Do feminicídio à escritura em Cristina Rivera Garza
Resumen
A representação do corpo feminino aparece nas literaturas, tradicionalmente, ancorada no eco da escrita de autores que, a partir de seus múltiplos privilégios, moldaram percepções. Contemporaneamente, porém, escritoras do Sul Global, sobretudo, (re)tomaram para si o direito à autorrepresentação, em franco processo de denúncia às colonialidades, tanto de poder quanto de gênero.

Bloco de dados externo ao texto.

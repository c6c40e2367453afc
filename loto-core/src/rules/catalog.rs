use super::{BlockLayout, LotteryRule, NumberRange, PrizeTier};
use crate::criteria::Criteria;
use crate::error::{LotoError, Result};
use serde::Deserialize;
use std::collections::BTreeMap;
use std::path::Path;

/// Read-only set of lottery rules, built once and shared by reference.
#[derive(Debug, Clone)]
pub struct RuleCatalog {
    rules: BTreeMap<String, LotteryRule>,
}

#[derive(Deserialize)]
#[serde(untagged)]
enum CatalogFile {
    Wrapped { lotteries: Vec<LotteryRule> },
    List(Vec<LotteryRule>),
}

impl RuleCatalog {
    pub fn new(rules: Vec<LotteryRule>) -> Result<Self> {
        let mut map = BTreeMap::new();
        for rule in rules {
            rule.check()?;
            if map.contains_key(&rule.id) {
                return Err(LotoError::config(format!(
                    "Lottery '{}' is defined twice",
                    rule.id
                )));
            }
            map.insert(rule.id.clone(), rule);
        }

        if map.is_empty() {
            return Err(LotoError::config("Catalog contains no lottery"));
        }

        Ok(Self { rules: map })
    }

    /// Grande Vie, Lotto Max and Lotto 6/49.
    pub fn builtin() -> Self {
        let rules = [grande_vie(), lotto_max(), lotto_649()]
            .into_iter()
            .map(|rule| (rule.id.clone(), rule))
            .collect();
        Self { rules }
    }

    pub fn from_json(json: &str) -> Result<Self> {
        let rules = match serde_json::from_str::<CatalogFile>(json)? {
            CatalogFile::Wrapped { lotteries } => lotteries,
            CatalogFile::List(lotteries) => lotteries,
        };
        Self::new(rules)
    }

    pub fn from_path(path: &Path) -> Result<Self> {
        let json = std::fs::read_to_string(path)?;
        let catalog = Self::from_json(&json)?;
        tracing::info!(
            "Loaded {} lotteries from {}",
            catalog.len(),
            path.display()
        );
        Ok(catalog)
    }

    pub fn get_rule(&self, lottery_id: &str) -> Result<&LotteryRule> {
        self.rules
            .get(lottery_id)
            .ok_or_else(|| LotoError::not_found(lottery_id))
    }

    pub fn rules(&self) -> impl Iterator<Item = &LotteryRule> {
        self.rules.values()
    }

    pub fn ids(&self) -> impl Iterator<Item = &str> {
        self.rules.keys().map(String::as_str)
    }

    pub fn len(&self) -> usize {
        self.rules.len()
    }

    pub fn is_empty(&self) -> bool {
        self.rules.is_empty()
    }
}

impl Default for RuleCatalog {
    fn default() -> Self {
        Self::builtin()
    }
}

fn count_tiers(picks: usize, lowest: usize) -> Vec<PrizeTier> {
    (lowest..=picks)
        .rev()
        .map(|n| PrizeTier::new(format!("{}/{}", n, picks), n))
        .collect()
}

fn grande_vie() -> LotteryRule {
    let splits = vec![(3, 2), (2, 3), (4, 1), (1, 4)];
    LotteryRule::new("grande-vie", "Grande Vie", NumberRange::new(1, 49), 5)
        .with_criteria(Criteria {
            parity_splits: splits.clone(),
            size_splits: splits,
            max_per_decade: 3,
            max_same_ending: 2,
            min_distinct_endings: 3,
            max_per_multiple: 4,
            sum_min: 80,
            sum_max: 179,
            max_runs: 2,
            max_run_len: 3,
        })
        .with_blocks(BlockLayout {
            base_per_block: 9,
            star_reuse: 1,
        })
        .with_prize_tiers(count_tiers(5, 2))
}

fn lotto_max() -> LotteryRule {
    let splits = vec![(4, 3), (3, 4), (5, 2), (2, 5)];
    LotteryRule::new("lotto-max", "Lotto Max", NumberRange::new(1, 50), 7)
        .with_criteria(Criteria {
            parity_splits: splits.clone(),
            size_splits: splits,
            max_per_decade: 4,
            max_same_ending: 3,
            min_distinct_endings: 4,
            max_per_multiple: 5,
            sum_min: 140,
            sum_max: 219,
            max_runs: 2,
            max_run_len: 3,
        })
        .with_blocks(BlockLayout {
            base_per_block: 7,
            star_reuse: 6,
        })
        .with_prize_tiers(count_tiers(7, 3))
}

fn lotto_649() -> LotteryRule {
    let splits = vec![(3, 3), (4, 2), (2, 4), (5, 1)];
    LotteryRule::new("649", "Lotto 6/49", NumberRange::new(1, 49), 6)
        .with_criteria(Criteria {
            parity_splits: splits.clone(),
            size_splits: splits,
            max_per_decade: 4,
            max_same_ending: 3,
            min_distinct_endings: 4,
            max_per_multiple: 5,
            sum_min: 100,
            sum_max: 199,
            max_runs: 2,
            max_run_len: 3,
        })
        .with_blocks(BlockLayout {
            base_per_block: 8,
            star_reuse: 5,
        })
        .with_prize_tiers(count_tiers(6, 2))
}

Nesse contexto, o conceito de corpo-território nos ajuda a entender autoras, como Cristina Rivera Garza, que problematizam a violência implicada nos corpos de cada como uma operação sobre os corpos coletivos por meio de inscrições traumáticas, constituindo encruzilhadas simbólicas em que o corpo suplicado de mulheres passa a constituir-se como uma imagem-conceito. É o que, em nossa análise, queremos debater a partir da obra “O Invencível verão de Liliana” (2022) em que Garza, pela necroescritura e pela poética da desapropriação, seus conceitos operadores, lança uma possibilidade de contorno às fraturas, objetivas e subjetivas, experienciadas a partir do feminicídio dirigido a sua irmã caçula há mais de 30 anos no México. A escrita dessa autora, acreditamos, pode apontar para reorganização de espaços políticos pela via da literatura à medida em que evidencia os abusos e as violências de gênero impostas sobre os femininos corpos-territórios, reelaborando experiências pela via dos afetos, lutas e resistências.